WHAT NEEDS TO BE DONE:
Quote every line from the top of the listing down to and including the line that contains "let mut boundary = max_chars;".

BEGIN RECORDS SUPPLIED

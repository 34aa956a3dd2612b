// ABOUTME: Blocking HTTP client for the Docs and Drive APIs
// ABOUTME: Maps non-success responses to classified remote errors

use crate::model::DocumentSummary;
use crate::{Error, Result};
use reqwest::blocking::{Client, RequestBuilder, Response};
use serde_json::{json, Value};
use std::io::Write;
use std::time::Duration;

pub const DOCS_BASE: &str = "https://docs.googleapis.com";
pub const DRIVE_BASE: &str = "https://www.googleapis.com";
const DOCUMENT_MIME: &str = "application/vnd.google-apps.document";

pub(crate) fn truncate_str(s: &str, max_chars: usize) -> String {
    if s.len() <= max_chars {
        return s.to_string();
    }

    // Find a valid UTF-8 boundary at or before max_chars
    let mut boundary = max_chars;
    while boundary > 0 && !s.is_char_boundary(boundary) {
        boundary -= 1;
    }

    if boundary == 0 {
        return String::new();
    }

    format!("{}...", &s[..boundary])
}

/// Remote calls the rest of the crate needs. Every failure with an HTTP
/// status surfaces as [`Error::Remote`].
pub trait DocsApi {
    fn get_document(&self, id: &str) -> Result<Value>;
    fn batch_update(&self, id: &str, requests: &[Value]) -> Result<Value>;
    fn create_document(&self, title: &str) -> Result<String>;
    fn update_title(&self, id: &str, title: &str) -> Result<()>;
    /// Moves the document to the trash.
    fn delete_document(&self, id: &str) -> Result<()>;
    /// Streams the exported bytes into `sink`, returning how many were written.
    fn export_document(&self, id: &str, mime_type: &str, sink: &mut dyn Write) -> Result<u64>;
    fn list_documents(&self, limit: u32) -> Result<Vec<DocumentSummary>>;
}

pub struct ApiClient {
    client: Client,
    docs_base: String,
    drive_base: String,
    token: String,
}

impl ApiClient {
    /// `base_url` replaces both API hosts, which is what tests pointing at a
    /// single mock server want.
    pub fn new(token: String, base_url: Option<String>) -> Result<Self> {
        let client = Client::builder().timeout(Duration::from_secs(60)).build()?;
        let (docs_base, drive_base) = match base_url {
            Some(base) => {
                let base = base.trim_end_matches('/').to_string();
                (base.clone(), base)
            }
            None => (DOCS_BASE.into(), DRIVE_BASE.into()),
        };

        Ok(ApiClient {
            client,
            docs_base,
            drive_base,
            token,
        })
    }

    fn send(&self, operation: &str, request: RequestBuilder) -> Result<Response> {
        let response = request
            .bearer_auth(&self.token)
            .header("Accept", "application/json")
            .header("User-Agent", concat!("gdocs/", env!("CARGO_PKG_VERSION"), " (Rust)"))
            .send()?;

        let status = response.status();
        tracing::debug!(operation, status = status.as_u16(), "remote call finished");

        if !status.is_success() {
            let message = response.text().unwrap_or_default();
            return Err(Error::remote(operation, status.as_u16(), truncate_str(&message, 200)));
        }

        Ok(response)
    }

    fn send_json(&self, operation: &str, request: RequestBuilder) -> Result<Value> {
        let body = self.send(operation, request)?.text()?;
        if body.trim().is_empty() {
            return Ok(Value::Null);
        }
        serde_json::from_str(&body).map_err(|e| {
            tracing::error!(
                operation,
                "unparseable response body (first 500 chars): {}",
                truncate_str(&body, 500)
            );
            Error::Parse(e)
        })
    }

    fn document_url(&self, id: &str) -> String {
        format!("{}/v1/documents/{}", self.docs_base, id)
    }

    fn file_url(&self, id: &str) -> String {
        format!("{}/drive/v3/files/{}", self.drive_base, id)
    }
}

impl DocsApi for ApiClient {
    fn get_document(&self, id: &str) -> Result<Value> {
        self.send_json("get document", self.client.get(self.document_url(id)))
    }

    fn batch_update(&self, id: &str, requests: &[Value]) -> Result<Value> {
        let url = format!("{}:batchUpdate", self.document_url(id));
        self.send_json(
            "batch update",
            self.client.post(url).json(&json!({ "requests": requests })),
        )
    }

    fn create_document(&self, title: &str) -> Result<String> {
        let url = format!("{}/v1/documents", self.docs_base);
        let created = self.send_json(
            "create document",
            self.client.post(url).json(&json!({ "title": title })),
        )?;

        created
            .get("documentId")
            .and_then(Value::as_str)
            .map(str::to_string)
            .ok_or_else(|| Error::MalformedDocument("create response has no documentId".into()))
    }

    fn update_title(&self, id: &str, title: &str) -> Result<()> {
        self.send_json(
            "update title",
            self.client.patch(self.file_url(id)).json(&json!({ "name": title })),
        )?;
        Ok(())
    }

    fn delete_document(&self, id: &str) -> Result<()> {
        self.send_json(
            "delete document",
            self.client.patch(self.file_url(id)).json(&json!({ "trashed": true })),
        )?;
        Ok(())
    }

    fn export_document(&self, id: &str, mime_type: &str, sink: &mut dyn Write) -> Result<u64> {
        let url = format!("{}/export", self.file_url(id));
        let mut response = self.send(
            "export document",
            self.client.get(url).query(&[("mimeType", mime_type)]),
        )?;
        Ok(response.copy_to(sink)?)
    }

    fn list_documents(&self, limit: u32) -> Result<Vec<DocumentSummary>> {
        #[derive(serde::Deserialize)]
        struct Response {
            #[serde(default)]
            files: Vec<DocumentSummary>,
        }

        let url = format!("{}/drive/v3/files", self.drive_base);
        let query = format!("mimeType='{}' and trashed=false", DOCUMENT_MIME);
        let page_size = limit.to_string();
        let value = self.send_json(
            "list documents",
            self.client.get(url).query(&[
                ("q", query.as_str()),
                ("pageSize", page_size.as_str()),
                ("fields", "files(id,name,modifiedTime,createdTime)"),
                ("orderBy", "modifiedTime desc"),
            ]),
        )?;

        let resp: Response = serde_json::from_value(value)?;
        Ok(resp.files)
    }
}
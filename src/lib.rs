// ABOUTME: Public library API for the gdocs command-line tool
// ABOUTME: Re-exports core modules for external use

pub mod api;
pub mod auth;
pub mod cli;
pub mod config;
pub mod docs;
pub mod error;
pub mod export;
pub mod model;
pub mod mutation;
pub mod oauth;
pub mod output;
pub mod parser;
pub mod render;
pub mod retry;
pub mod storage;

pub use error::{Error, Result};
pub use model::{Document, DocumentSummary};
// ABOUTME: Configuration paths and persisted user preferences
// ABOUTME: Resolves the config dir from flag, env var, or platform default

use crate::storage::{ensure_private_dir, write_atomic};
use crate::{Error, Result};
use clap::ValueEnum;
use directories::ProjectDirs;
use serde::{Deserialize, Serialize};
use std::fs;
use std::path::PathBuf;

pub const CONFIG_DIR_ENV: &str = "GDOCS_CONFIG_DIR";

#[derive(Debug, Clone, Copy, PartialEq, Eq, Default, Serialize, Deserialize, clap::ValueEnum)]
#[serde(rename_all = "lowercase")]
pub enum OutputFormat {
    #[default]
    Table,
    Json,
    Plain,
    Markdown,
}

pub struct Paths {
    pub config_dir: PathBuf,
    pub token_file: PathBuf,
    pub client_secrets_file: PathBuf,
    pub config_file: PathBuf,
}

impl Paths {
    pub fn new(config_dir_override: Option<PathBuf>) -> Result<Self> {
        let config_dir = match config_dir_override {
            Some(dir) => dir,
            None => match std::env::var_os(CONFIG_DIR_ENV) {
                Some(dir) if !dir.is_empty() => PathBuf::from(dir),
                _ => ProjectDirs::from("", "", "gdocs")
                    .ok_or_else(|| Error::Config("Could not determine config directory".into()))?
                    .config_dir()
                    .to_path_buf(),
            },
        };

        Ok(Paths {
            token_file: config_dir.join("token.json"),
            client_secrets_file: config_dir.join("credentials.json"),
            config_file: config_dir.join("config.json"),
            config_dir,
        })
    }

    pub fn ensure_dirs(&self) -> Result<()> {
        ensure_private_dir(&self.config_dir)
    }
}

#[derive(Debug, Clone, PartialEq, Eq, Serialize, Deserialize)]
pub struct Config {
    #[serde(default)]
    pub output_format: OutputFormat,
    #[serde(default = "default_limit")]
    pub default_limit: u32,
}

fn default_limit() -> u32 {
    20
}

impl Default for Config {
    fn default() -> Self {
        Config {
            output_format: OutputFormat::default(),
            default_limit: default_limit(),
        }
    }
}

impl Config {
    /// Load preferences, falling back to defaults when the file is absent.
    pub fn load(paths: &Paths) -> Result<Self> {
        if !paths.config_file.exists() {
            return Ok(Config::default());
        }

        let content = fs::read_to_string(&paths.config_file)?;
        serde_json::from_str(&content).map_err(|e| {
            Error::Config(format!(
                "Failed to parse {}: {}",
                paths.config_file.display(),
                e
            ))
        })
    }

    /// Change one preference by its file key.
    pub fn set(&mut self, key: &str, value: &str) -> Result<()> {
        match key {
            "output_format" => {
                self.output_format = OutputFormat::from_str(value, true).map_err(|_| {
                    Error::Config(format!(
                        "Invalid output_format {:?}. Expected table, json, plain or markdown",
                        value
                    ))
                })?;
            }
            "default_limit" => {
                self.default_limit = value
                    .parse()
                    .ok()
                    .filter(|limit| *limit > 0)
                    .ok_or_else(|| {
                        Error::Config(format!(
                            "Invalid default_limit {:?}. Expected a positive number",
                            value
                        ))
                    })?;
            }
            other => {
                return Err(Error::Config(format!(
                    "Unknown setting {:?}. Known settings: output_format, default_limit",
                    other
                )))
            }
        }
        Ok(())
    }

    pub fn save(&self, paths: &Paths) -> Result<()> {
        paths.ensure_dirs()?;
        let json = serde_json::to_string_pretty(self)?;
        write_atomic(&paths.config_file, json.as_bytes())
    }
}
// ABOUTME: Plain text renderer
// ABOUTME: One line per paragraph, tables as pipe-delimited rows

use crate::model::{Document, ElementContent};

use super::strip_terminator;

/// Render the document as plain text. Paragraph boundaries become `\n`;
/// section breaks produce nothing.
pub fn to_plain(doc: &Document) -> String {
    let mut lines: Vec<String> = Vec::new();

    for element in &doc.body {
        match &element.content {
            ElementContent::Paragraph(p) => {
                if p.runs.is_empty() {
                    continue;
                }
                let text = p.text();
                lines.push(strip_terminator(&text).to_string());
            }
            ElementContent::Table(t) => {
                for row in &t.rows {
                    lines.push(row.join(" | "));
                }
            }
            ElementContent::SectionBreak => {}
        }
    }

    lines.join("\n")
}
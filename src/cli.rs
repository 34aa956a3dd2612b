// ABOUTME: Command-line interface definitions using clap
// ABOUTME: Defines all subcommands and global flags

use crate::config::OutputFormat;
use clap::{ArgAction, Parser, Subcommand};
use std::path::PathBuf;

#[derive(Parser, Debug)]
#[command(name = "gdocs")]
#[command(about = "Read, edit, and export Google Docs from the terminal", long_about = None)]
#[command(version)]
pub struct Cli {
    #[command(subcommand)]
    pub command: Commands,

    /// Override configuration directory
    #[arg(long, global = true)]
    pub config_dir: Option<PathBuf>,

    /// API base URL for both the Docs and Drive APIs
    #[arg(long, global = true, hide = true)]
    pub api_base: Option<String>,

    /// Increase log verbosity (-v info, -vv debug)
    #[arg(short, long, global = true, action = ArgAction::Count)]
    pub verbose: u8,
}

#[derive(Subcommand, Debug, Clone)]
pub enum Commands {
    /// List recent documents
    List {
        /// Maximum number of documents
        #[arg(short, long)]
        limit: Option<u32>,

        /// Output format (defaults to the configured format)
        #[arg(short, long, value_enum)]
        format: Option<OutputFormat>,
    },

    /// Show a document
    Get {
        /// Document ID
        id: String,

        /// Output format (defaults to the configured format)
        #[arg(short, long, value_enum)]
        format: Option<OutputFormat>,
    },

    /// Create a new document
    Create {
        /// Document title
        title: String,

        /// Initial content
        #[arg(short, long)]
        content: Option<String>,
    },

    /// Update document properties
    Update {
        /// Document ID
        id: String,

        /// New title
        #[arg(short, long)]
        title: Option<String>,
    },

    /// Append text to the end of a document
    Append {
        /// Document ID
        id: String,

        /// Text to append
        text: String,
    },

    /// Insert text at a specific offset
    Insert {
        /// Document ID
        id: String,

        /// Text to insert
        text: String,

        /// Offset to insert at (1 is the start of the body)
        #[arg(short, long, allow_negative_numbers = true)]
        index: i64,
    },

    /// Export a document to a file; the format follows the extension
    Export {
        /// Document ID
        id: String,

        /// Destination path (.pdf, .docx, .txt, .html, .rtf, .odt, .epub, .md)
        path: PathBuf,
    },

    /// Create a document from a Markdown file
    Import {
        /// Markdown (.md) file to read
        path: PathBuf,

        /// Document title (defaults to the file name)
        #[arg(short, long)]
        title: Option<String>,
    },

    /// Move a document to the trash
    Delete {
        /// Document ID
        id: String,

        /// Skip confirmation
        #[arg(short, long)]
        force: bool,
    },

    /// Manage authentication
    Auth {
        #[command(subcommand)]
        action: AuthAction,
    },

    /// Show or change saved preferences
    Config {
        #[command(subcommand)]
        action: ConfigAction,
    },
}

#[derive(Subcommand, Debug, Clone, Copy, PartialEq, Eq)]
pub enum AuthAction {
    /// Sign in through the browser
    Login,
    /// Show the stored credential
    Status,
    /// Remove the stored credential
    Logout,
}

#[derive(Subcommand, Debug, Clone, PartialEq, Eq)]
pub enum ConfigAction {
    /// Print the current preferences
    Show,
    /// Save one preference (output_format or default_limit)
    Set { key: String, value: String },
}
// ABOUTME: Mutation planning: computes insertion offsets against a parsed document
// ABOUTME: Builds ordered edit batches and their batchUpdate wire encoding

use crate::model::{Document, MIN_BODY_INDEX};
use crate::{Error, Result};
use serde_json::{json, Value};
use std::cmp::Reverse;

/// One atomic edit.
#[derive(Debug, Clone, PartialEq, Eq)]
pub enum Operation {
    InsertText { index: usize, text: String },
    UpdateTitle { title: String },
    DeleteDocument,
}

/// An ordered batch of operations sent for one document.
///
/// Insertions are kept in an order where no earlier insertion shifts the
/// offset of a later one.
#[derive(Debug, Clone, PartialEq, Eq, Default)]
pub struct MutationRequest {
    operations: Vec<Operation>,
}

impl MutationRequest {
    fn single(op: Operation) -> Self {
        MutationRequest {
            operations: vec![op],
        }
    }

    pub fn update_title(title: &str) -> Result<Self> {
        let title = title.trim();
        if title.is_empty() {
            return Err(Error::InvalidArgument("title must not be empty".into()));
        }
        Ok(Self::single(Operation::UpdateTitle {
            title: title.to_string(),
        }))
    }

    pub fn delete_document() -> Self {
        Self::single(Operation::DeleteDocument)
    }

    pub fn operations(&self) -> &[Operation] {
        &self.operations
    }

    pub fn is_empty(&self) -> bool {
        self.operations.is_empty()
    }

    /// Combine two requests and restore execution order: insertions by
    /// descending index, then title changes, then deletion.
    ///
    /// Two insertions at the same index run latest-first so the inserted
    /// texts read in the order they were planned.
    pub fn merge(mut self, other: MutationRequest) -> Self {
        self.operations.extend(other.operations);

        let mut keyed: Vec<(usize, Operation)> = self.operations.into_iter().enumerate().collect();
        keyed.sort_by_key(|(seq, op)| match op {
            Operation::InsertText { index, .. } => (0, Reverse(*index), Reverse(*seq)),
            Operation::UpdateTitle { .. } => (1, Reverse(0), Reverse(usize::MAX - *seq)),
            Operation::DeleteDocument => (2, Reverse(0), Reverse(usize::MAX - *seq)),
        });

        MutationRequest {
            operations: keyed.into_iter().map(|(_, op)| op).collect(),
        }
    }
}

/// Plan appending `text` at the end of the document body.
///
/// The target is one before the body's length, since the final newline
/// of the body cannot be written past. Empty documents take the first
/// writable offset instead.
pub fn plan_append(doc: &Document, text: &str) -> Result<MutationRequest> {
    if text.is_empty() {
        return Err(Error::EmptyInsertion);
    }

    let length = doc.length();
    let index = if length <= MIN_BODY_INDEX {
        MIN_BODY_INDEX
    } else {
        length - 1
    };

    Ok(MutationRequest::single(Operation::InsertText {
        index,
        text: text.to_string(),
    }))
}

/// Plan inserting `text` at a raw native offset. The offset is not snapped
/// to a paragraph or character boundary.
pub fn plan_insert(doc: &Document, text: &str, index: i64) -> Result<MutationRequest> {
    if text.is_empty() {
        return Err(Error::EmptyInsertion);
    }

    let length = doc.length();
    let index = usize::try_from(index)
        .ok()
        .filter(|i| *i <= length)
        .ok_or(Error::IndexOutOfRange {
            index,
            length: Some(length),
        })?;

    Ok(MutationRequest::single(Operation::InsertText {
        index,
        text: text.to_string(),
    }))
}

/// Encode a run of `InsertText` operations as `batchUpdate` request objects.
/// Other operation kinds are not part of the document batch and are skipped.
pub fn insert_requests(operations: &[Operation]) -> Vec<Value> {
    operations
        .iter()
        .filter_map(|op| match op {
            Operation::InsertText { index, text } => Some(json!({
                "insertText": {
                    "location": { "index": index },
                    "text": text,
                }
            })),
            _ => None,
        })
        .collect()
}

END RECORDS SUPPLIED

TASK RESPONSE:
repository 34aa956a3dd2612b
// ABOUTME: Blocking HTTP client for the Docs and Drive APIs
// ABOUTME: Maps non-success responses to classified remote errors

use crate::model::DocumentSummary;
use crate::{Error, Result};
use reqwest::blocking::{Client, RequestBuilder, Response};
use serde_json::{json, Value};
use std::io::Write;
use std::time::Duration;

pub const DOCS_BASE: &str = "https://docs.googleapis.com";
pub const DRIVE_BASE: &str = "https://www.googleapis.com";
const DOCUMENT_MIME: &str = "application/vnd.google-apps.document";

pub(crate) fn truncate_str(s: &str, max_chars: usize) -> String {
    if s.len() <= max_chars {
        return s.to_string();
    }

    // Find a valid UTF-8 boundary at or before max_chars
    let mut boundary = max_chars;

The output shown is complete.